Grande fleur de pivoine. Entièrement ouverte et vue de face.
Grande fleur de pivoine. Entièrement ouverte et vue de face.


Dans l'enceinte du temple de Lo-Chan, il y avait beaucoup de plantes, parmi lesquelles se distinguaient deux pieds de pivoines merveilleux, d'âge et de grandeur exceptionnels. Au printemps ils donnaient une si grande quantité de fleurs, les unes rouges et les autres blanches, que ces deux arbustes semblaient deux monticules fleuris.

Un lettré, nommé Houang, natif de Kéou-Tchéou, habitait une chambre de ce temple.
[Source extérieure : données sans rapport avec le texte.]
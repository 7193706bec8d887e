use crate::domain::entities::position::PositionSide;
use serde::{Deserialize, Serialize};

/// Balance variants the venue reports for locked or staked holdings
const BALANCE_SUFFIXES: &[&str] = &["S", "M", "F", "B", "P", "HOLD"];

/// Best bid/ask snapshot for one pair
#[derive(Debug, Clone, Copy, PartialEq, Serialize, Deserialize)]
pub struct Ticker {
    pub bid: f64,
    pub ask: f64,
    pub last: f64,
}

impl Ticker {
    /// Price a close would fill at: longs sell into the bid, shorts buy the ask
    pub fn exit_price(&self, side: PositionSide) -> f64 {
        match side {
            PositionSide::Long => self.bid,
            PositionSide::Short => self.ask,
        }
    }

    pub fn mid(&self) -> f64 {
        (self.bid + self.ask) / 2.0
    }

    /// Bid-ask spread relative to mid, in percent
    pub fn spread_pct(&self) -> f64 {
        let mid = self.mid();
        if mid <= 0.0 {
            return f64::INFINITY;
        }
        (self.ask - self.bid) / mid * 100.0
    }
}

/// Per-pair trading constraints and fees, fetched once and cached
#[derive(Debug, Clone, PartialEq, Serialize, Deserialize)]
pub struct MarketLimits {
    pub pair: String,
    /// Minimum base quantity
    pub order_min: f64,
    /// Minimum quote notional
    pub cost_min: f64,
    pub price_decimals: u32,
    pub lot_decimals: u32,
    pub maker_fee_pct: f64,
    pub taker_fee_pct: f64,
}

impl MarketLimits {
    /// Describe why `quantity` at `price` is unacceptable, if it is
    pub fn check_minimums(&self, quantity: f64, price: f64) -> Option<String> {
        if quantity < self.order_min {
            return Some(format!(
                "quantity {} below minimum {}",
                quantity, self.order_min
            ));
        }
        let cost = quantity * price;
        if cost < self.cost_min {
            return Some(format!("cost {:.4} below minimum {}", cost, self.cost_min));
        }
        None
    }
}

/// Resting order as listed by the venue
#[derive(Debug, Clone, PartialEq, Serialize, Deserialize)]
pub struct OpenOrder {
    pub order_id: String,
    pub pair: String,
    pub side: crate::domain::entities::order::OrderSide,
    pub quantity: f64,
    pub executed: f64,
}

/// Base asset of a `BASE/QUOTE` pair
pub fn base_asset(pair: &str) -> &str {
    pair.split_once('/').map(|(base, _)| base).unwrap_or(pair)
}

/// Quote asset of a `BASE/QUOTE` pair
pub fn quote_asset(pair: &str) -> &str {
    pair.split_once('/').map(|(_, quote)| quote).unwrap_or("")
}

/// Map a venue asset code to its canonical symbol.
///
/// Strips staking/locked suffixes (`DOT.S`, `ETH2.S`, `USDC.M`) and legacy
/// X/Z prefixes (`XXBT`, `ZEUR`), then applies venue aliases (`XBT` → `BTC`).
pub fn normalize_asset_code(code: &str) -> String {
    let upper = code.trim().to_uppercase();
    let stem = match upper.split_once('.') {
        Some((stem, suffix)) if BALANCE_SUFFIXES.contains(&suffix) => stem,
        _ => upper.as_str(),
    };

    let stem = match stem {
        "XXBT" | "XBT" => "BTC",
        "XXDG" | "XDG" => "DOGE",
        "XETH" | "ETH2" => "ETH",
        "XLTC" => "LTC",
        "XXRP" => "XRP",
        "XXLM" => "XLM",
        "XXMR" => "XMR",
        "XETC" => "ETC",
        "XZEC" => "ZEC",
        "XMLN" => "MLN",
        "XREP" => "REP",
        "ZEUR" => "EUR",
        "ZUSD" => "USD",
        "ZGBP" => "GBP",
        "ZCAD" => "CAD",
        "ZJPY" => "JPY",
        "ZCHF" => "CHF",
        other => other,
    };
    stem.to_string()
}

/// Venue altname for a canonical pair (`BTC/EUR` → `XBTEUR`)
pub fn venue_pair(pair: &str) -> String {
    let venue_asset = |asset: &str| match asset {
        "BTC" => "XBT".to_string(),
        "DOGE" => "XDG".to_string(),
        other => other.to_string(),
    };
    format!(
        "{}{}",
        venue_asset(base_asset(pair)),
        venue_asset(quote_asset(pair))
    )
}

#[cfg(test)]
mod tests {
    use super::*;

    #[test]
    fn test_exit_price_follows_side() {
        let ticker = Ticker {
            bid: 99.5,
            ask: 100.5,
            last: 100.0,
        };
        assert_eq!(ticker.exit_price(PositionSide::Long), 99.5);
        assert_eq!(ticker.exit_price(PositionSide::Short), 100.5);
    }

    #[test]
    fn test_ticker_spread() {
        let ticker = Ticker {
            bid: 99.5,
            ask: 100.5,
            last: 100.0,
        };
        assert_eq!(ticker.mid(), 100.0);
        assert!((ticker.spread_pct() - 1.0).abs() < 1e-9);
    }

    #[test]
    fn test_normalize_asset_codes() {
        assert_eq!(normalize_asset_code("XXBT"), "BTC");
        assert_eq!(normalize_asset_code("XBT.M"), "BTC");
        assert_eq!(normalize_asset_code("ZEUR"), "EUR");
        assert_eq!(normalize_asset_code("DOT.S"), "DOT");
        assert_eq!(normalize_asset_code("ETH2.S"), "ETH");
        assert_eq!(normalize_asset_code("USDC.F"), "USDC");
        assert_eq!(normalize_asset_code("XDG"), "DOGE");
        assert_eq!(normalize_asset_code("SOL"), "SOL");
        assert_eq!(normalize_asset_code("XTZ"), "XTZ");
    }

    #[test]
    fn test_pair_helpers() {
        assert_eq!(base_asset("BTC/EUR"), "BTC");
        assert_eq!(quote_asset("BTC/EUR"), "EUR");
        assert_eq!(venue_pair("BTC/EUR"), "XBTEUR");
        assert_eq!(venue_pair("DOGE/EUR"), "XDGEUR");
        assert_eq!(venue_pair("SOL/EUR"), "SOLEUR");
    }

    #[test]
    fn test_check_minimums() {
        let limits = MarketLimits {
            pair: "SOL/EUR".to_string(),
            order_min: 0.02,
            cost_min: 0.5,
            price_decimals: 2,
            lot_decimals: 8,
            maker_fee_pct: 0.25,
            taker_fee_pct: 0.4,
        };
        assert!(limits.check_minimums(0.01, 100.0).is_some());
        assert!(limits.check_minimums(0.03, 10.0).is_some());
        assert!(limits.check_minimums(0.05, 100.0).is_none());
    }
}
Perdu souvent dans la contemplation du magnifique rideau de verdure étalé à ses yeux, il aperçut un jour une jeune personne, habillée très simplement de vêtements d'étoffe blanche, se promenant au milieu des fleurs. Il se demanda d'abord comment il se faisait que des femmes eussent accès au jardin du temple ; curieux de pénétrer ce mystère, il descendit. Comme il arrivait au parc, la femme disparaissait déjà au loin. Cette scène de cache-cache se renouvela plusieurs fois.

Houang, pour arriver à son but, se décida à se dissimuler dans les taillis touffus et à guetter l'inconnue, qui arriva cette fois avec une compagne entièrement vêtue de rouge. Toutes deux étaient extraordinairement jolies. Le lettré se redressa soudain et se présenta brusquement devant elles. A sa vue, elles s'enfuirent d'abord et disparurent, avec une rapidité qui défiait toute poursuite.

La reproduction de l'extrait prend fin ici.